Topography Optimization

Topography optimization helps manufacturers to design and optimize any thin-walled part. Like a drum skin, these thin sheet structures can be easily excited, causing undesirable noise, vibration and even damage under certain conditions.

To improve the vibration characteristics, local shape modifications such as beads are added for stiffness. Most of the time, the location, shape, and orientation of these beads is based on the natural geometry of the part and the designer’s experience. Topography optimization enables designers to define spaces where beads can and cannot be added, the width of the beads, as well as the draw direction, angle, and height. This means only practical designs are generated, with optimal patterns.

A software-optimized bead pattern will often dramatically outperform a traditional layout, maximizing stiffness, frequency response or other performance objectives – without adding mass or manufacturing complexity.

Topology Optimization

Imagine a simple beam that needs to carry a single load. Engineers can typically draw upon experience to propose a workable solution. But when faced with a complex part, packaged into a tight space, that needs to carry multiple loads, they could use a helping hand.
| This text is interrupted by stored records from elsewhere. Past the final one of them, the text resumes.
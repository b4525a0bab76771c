//! Card-board integration contract.
//!
//! The core renders a [`CardRequest`] for every committed complaint and
//! queues it in the outbox. The transport lives in a separate crate behind
//! the [`CardBoard`] trait so the core never touches HTTP.

use serde::{Deserialize, Serialize};
use thiserror::Error;

use crate::models::{Feedback, Message, MessageKind};

#[derive(Error, Debug)]
pub enum BoardError {
    #[error("board configuration error: {0}")]
    Config(String),

    #[error("board has no lists")]
    NoLists,

    #[error("board transport error: {0}")]
    Transport(String),
}

pub type BoardResult<T> = Result<T, BoardError>;

/// A fully rendered card, ready for any board transport.
#[derive(Debug, Clone, Serialize, Deserialize, PartialEq, Eq)]
pub struct CardRequest {
    pub feedback_id: String,
    pub title: String,
    pub description: String,
    pub label: String,
}

/// Identifiers of a card the board actually created.
#[derive(Debug, Clone, Serialize, Deserialize)]
pub struct CreatedCard {
    pub card_id: String,
    pub list_id: String,
    pub board_id: String,
}

/// External card board. Implementations must be safe to call outside any
/// database transaction.
pub trait CardBoard {
    fn create_card(&self, request: &CardRequest) -> BoardResult<CreatedCard>;
}

impl CardRequest {
    /// Render the card for a complaint, in the format the intake team reads.
    pub fn for_feedback(feedback: &Feedback, messages: &[Message], branch_label: &str) -> Self {
        let category = feedback.category.as_str();

        let texts: Vec<String> = messages
            .iter()
            .filter(|m| m.kind == MessageKind::Text)
            .enumerate()
            .map(|(i, m)| format!("{}. {}", i + 1, m.body.as_deref().unwrap_or("")))
            .collect();
        let text_block = if texts.is_empty() {
            "нет текста".to_string()
        } else {
            texts.join("\n")
        };

        let voices: Vec<String> = messages
            .iter()
            .filter(|m| m.kind == MessageKind::Voice)
            .enumerate()
            .map(|(i, m)| {
                format!("[🔊 Аудио {}]({})", i + 1, m.media_url.as_deref().unwrap_or(""))
            })
            .collect();

        let mut lines = vec![
            "📋 Жалоба от пациента".to_string(),
            String::new(),
            format!("👤 ФИО: {}", feedback.display_name()),
            format!("📞 Телефон: {}", feedback.phone_number),
            format!("🏥 Филиал: {branch_label}"),
            format!("📂 Категория: {category}"),
            format!("🗂️ Статус: {}", feedback.status),
            String::new(),
            "📝 Текст:".to_string(),
            text_block,
        ];
        if !voices.is_empty() {
            lines.push(String::new());
            lines.push(voices.join("\n"));
        }
        lines.push(String::new());
        lines.push(format!("📅 Дата: {}", feedback.created_at));

        Self {
            feedback_id: feedback.id.clone(),
            title: format!("{branch_label} — {category}"),
            description: lines.join("\n"),
            label: branch_label.to_string(),
        }
    }
}

#[cfg(test)]
mod tests {
    use super::*;
    use crate::models::FeedbackCategory;

    fn sample_feedback() -> Feedback {
        Feedback::new(
            Some("Алишер".into()),
            Some("Каримов".into()),
            FeedbackCategory::Complaint,
            "+998901234567".into(),
            "op-1".into(),
            None,
        )
    }

    #[test]
    fn test_render_with_text_and_voice() {
        let feedback = sample_feedback();
        let messages = vec![
            Message::text("+998901234567".into(), "Очень долго ждали врача".into()),
            Message::voice("+998901234567".into(), "https://cdn/audio/1.ogg".into()),
        ];

        let card = CardRequest::for_feedback(&feedback, &messages, "ТАШКЕНТ");
        assert_eq!(card.title, "ТАШКЕНТ — COMPLAINT");
        assert_eq!(card.label, "ТАШКЕНТ");
        assert!(card.description.contains("👤 ФИО: Алишер Каримов"));
        assert!(card.description.contains("📞 Телефон: +998901234567"));
        assert!(card.description.contains("1. Очень долго ждали врача"));
        assert!(card
            .description
            .contains("[🔊 Аудио 1](https://cdn/audio/1.ogg)"));
    }

    #[test]
    fn test_render_without_messages() {
        let feedback = sample_feedback();
        let card = CardRequest::for_feedback(&feedback, &[], "БУХАРА");
        assert!(card.description.contains("нет текста"));
        assert!(!card.description.contains("🔊"));
    }

    #[test]
    fn test_anonymous_name_placeholder() {
        let mut feedback = sample_feedback();
        feedback.first_name = None;
        feedback.last_name = None;
        let card = CardRequest::for_feedback(&feedback, &[], "ТАШКЕНТ");
        assert!(card.description.contains("👤 ФИО: Не указано"));
    }

    #[test]
    fn test_round_trips_through_json() {
        let card = CardRequest::for_feedback(&sample_feedback(), &[], "ТАШКЕНТ");
        let json = serde_json::to_string(&card).unwrap();
        let back: CardRequest = serde_json::from_str(&json).unwrap();
        assert_eq!(back, card);
    }
}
Rather than validating an existing design, topology optimization uses physics to enhance human creativity by proposing forms that can be easily evolved into a finished product. It enables rapid design exploration and improved development productivity, all the while flagging opportunities for part consolidation.
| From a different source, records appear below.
//! Call record models.

use serde::{Deserialize, Serialize};

use super::Branch;

/// Outcome of one phone-call attempt.
#[derive(Debug, Clone, Copy, PartialEq, Eq, Hash, Serialize, Deserialize)]
pub enum CallOutcome {
    NoAnswer,
    WrongNumber,
    NoConnection,
    Answered,
}

impl CallOutcome {
    pub const ALL: [CallOutcome; 4] = [
        CallOutcome::NoAnswer,
        CallOutcome::WrongNumber,
        CallOutcome::NoConnection,
        CallOutcome::Answered,
    ];

    pub fn as_str(&self) -> &'static str {
        match self {
            CallOutcome::NoAnswer => "NO_ANSWER",
            CallOutcome::WrongNumber => "WRONG_NUMBER",
            CallOutcome::NoConnection => "NO_CONNECTION",
            CallOutcome::Answered => "ANSWERED",
        }
    }

    pub fn parse(s: &str) -> Option<CallOutcome> {
        CallOutcome::ALL.iter().copied().find(|o| o.as_str() == s)
    }
}

/// One phone-call outcome logged by an operator.
///
/// The patient reference is nullable on purpose: call history survives an
/// administrative delete of the patient row.
#[derive(Debug, Clone, Serialize, Deserialize, PartialEq)]
pub struct CallRecord {
    pub id: String,
    pub outcome: CallOutcome,
    pub phone_number: String,
    pub branch: Branch,
    pub operator_id: String,
    pub patient_id: Option<String>,
    pub created_at: String,
}

impl CallRecord {
    pub fn new(
        outcome: CallOutcome,
        phone_number: String,
        branch: Branch,
        operator_id: String,
        patient_id: Option<String>,
    ) -> Self {
        Self {
            id: uuid::Uuid::new_v4().to_string(),
            outcome,
            phone_number,
            branch,
            operator_id,
            patient_id,
            created_at: chrono::Utc::now().to_rfc3339(),
        }
    }
}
Engineers can apply manufacturing constraints at the beginning stages of design, including material, extrusion, symmetry, draw direction, cavity avoidance, and overhand angle. They can define where structure can and cannot be, and apply the expected loads that the part will see in use. Topology optimization takes it from there, generating optimal, manufacturable structures that meet performance objectives with minimum mass or maximum stiffness.
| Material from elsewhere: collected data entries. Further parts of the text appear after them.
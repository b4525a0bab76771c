//! Call status logging.

use tracing::info;

use crate::db::{insert_call_record, Database};
use crate::models::{Branch, CallOutcome, CallRecord};
use crate::resolver::resolve_patient;

use super::{require_operator, OpsResult};

/// Input for one logged call.
#[derive(Debug, Clone)]
pub struct NewCallRecord {
    pub outcome: CallOutcome,
    pub phone_number: String,
    pub branch: Branch,
}

/// Log a call, resolving the patient identity in the same transaction.
pub fn create_call_record(
    db: &mut Database,
    operator_id: &str,
    input: NewCallRecord,
) -> OpsResult<CallRecord> {
    let tx = db.transaction()?;

    require_operator(&tx, operator_id)?;
    let patient = resolve_patient(&tx, &input.phone_number, Some(input.branch))?;

    let record = CallRecord::new(
        input.outcome,
        patient.phone_number.clone(),
        input.branch,
        operator_id.to_string(),
        Some(patient.id.clone()),
    );
    insert_call_record(&tx, &record)?;

    tx.commit().map_err(crate::db::DbError::from)?;
    info!(
        call_id = %record.id,
        patient_id = %patient.id,
        outcome = record.outcome.as_str(),
        "call recorded"
    );
    Ok(record)
}

#[cfg(test)]
mod tests {
    use super::*;
    use crate::db::insert_operator;
    use crate::models::{Operator, PatientStatus};
    use crate::ops::OpsError;

    fn setup() -> (Database, Operator) {
        let db = Database::open_in_memory().unwrap();
        let operator = Operator::new("Гульнора".into(), "operator".into());
        insert_operator(db.conn(), &operator).unwrap();
        (db, operator)
    }

    #[test]
    fn test_creates_patient_on_first_call() {
        let (mut db, operator) = setup();

        let record = create_call_record(
            &mut db,
            &operator.id,
            NewCallRecord {
                outcome: CallOutcome::Answered,
                phone_number: "998901234567".into(),
                branch: Branch::Tashkent,
            },
        )
        .unwrap();

        assert_eq!(record.phone_number, "+998901234567");
        let regulars = db.list_patients_by_status(PatientStatus::Regular).unwrap();
        assert_eq!(regulars.len(), 1);
        assert_eq!(record.patient_id.as_deref(), Some(regulars[0].id.as_str()));
    }

    #[test]
    fn test_unknown_operator_rejected() {
        let (mut db, _) = setup();

        let result = create_call_record(
            &mut db,
            "missing",
            NewCallRecord {
                outcome: CallOutcome::NoAnswer,
                phone_number: "+998901234567".into(),
                branch: Branch::Tashkent,
            },
        );
        assert!(matches!(result, Err(OpsError::OperatorNotFound(_))));
        // Nothing committed
        assert!(db.list_patients_by_status(PatientStatus::Regular).unwrap().is_empty());
        assert!(db.list_call_records().unwrap().is_empty());
    }

    #[test]
    fn test_invalid_phone_rolls_back_everything() {
        let (mut db, operator) = setup();

        let result = create_call_record(
            &mut db,
            &operator.id,
            NewCallRecord {
                outcome: CallOutcome::NoAnswer,
                phone_number: "12345".into(),
                branch: Branch::Tashkent,
            },
        );
        assert!(result.is_err());
        assert!(db.list_call_records().unwrap().is_empty());
    }
}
Size, Shape, and Free-Shape Optimization

Topology and topography optimization deliver great concepts, but even the most promising new designs need to be fine-tuned. This is where size, shape, and free-shape optimization come in.

Size optimization is widely used to find optimal solutions for key product characteristics, such as cross-sectional thicknesses, material choice, and other part parameters.

When designers see high-stress concentrations during their initial concept analysis, they’ll turn to shape and free-shape optimization to reduce the potential for product failure. Shape optimization enhances an existing geometry by adjusting the height, length, or radii of the design – morphing the part to distribute stress more evenly.

Free-shape optimization provides even greater flexibility by allowing designers to mark the area targeted for stress reduction. The software then creates a new, improved geometry for that area of the part. But this greater simulation freedom comes with a trade-off; free-shape optimization will not preserve small design features such as fillets. So, it’s important to understand the detailed geometry constraints of your design in order to confidently select which tool to use for fine-tuning.

Free-Size Optimization

Free-size optimization is the most specialized of these methods and is often applied to optimize machined structures and parts stamped from tailor-welded blanks. It is perhaps most widely used, however, in the design of complex laminate composite components.

Free-size optimization helps engineers find the optimal thickness, optimal ply shapes, and optimal stacking sequence for laminate composites. Engineers can set manufacturing constraints – such as the number of fiber orientations, the maximum thickness of each orientation, and the total laminate thickness – and then quickly generate an ideal concept design.

Free-size optimization uses the concept of super-plies to define a continuous distribution of thickness for each fiber orientation that meets the part performance requirements. Then, engineers can fine-tune the designs using ply-bundle sizing optimization. Each bundle represents multiple plies of the same orientation and shape while considering detailed behavior constraints, including ply failure. Finally, a ply stacking sequence optimization arranges every laminate to satisfy all manufacturing constraints while delivering optimal performance.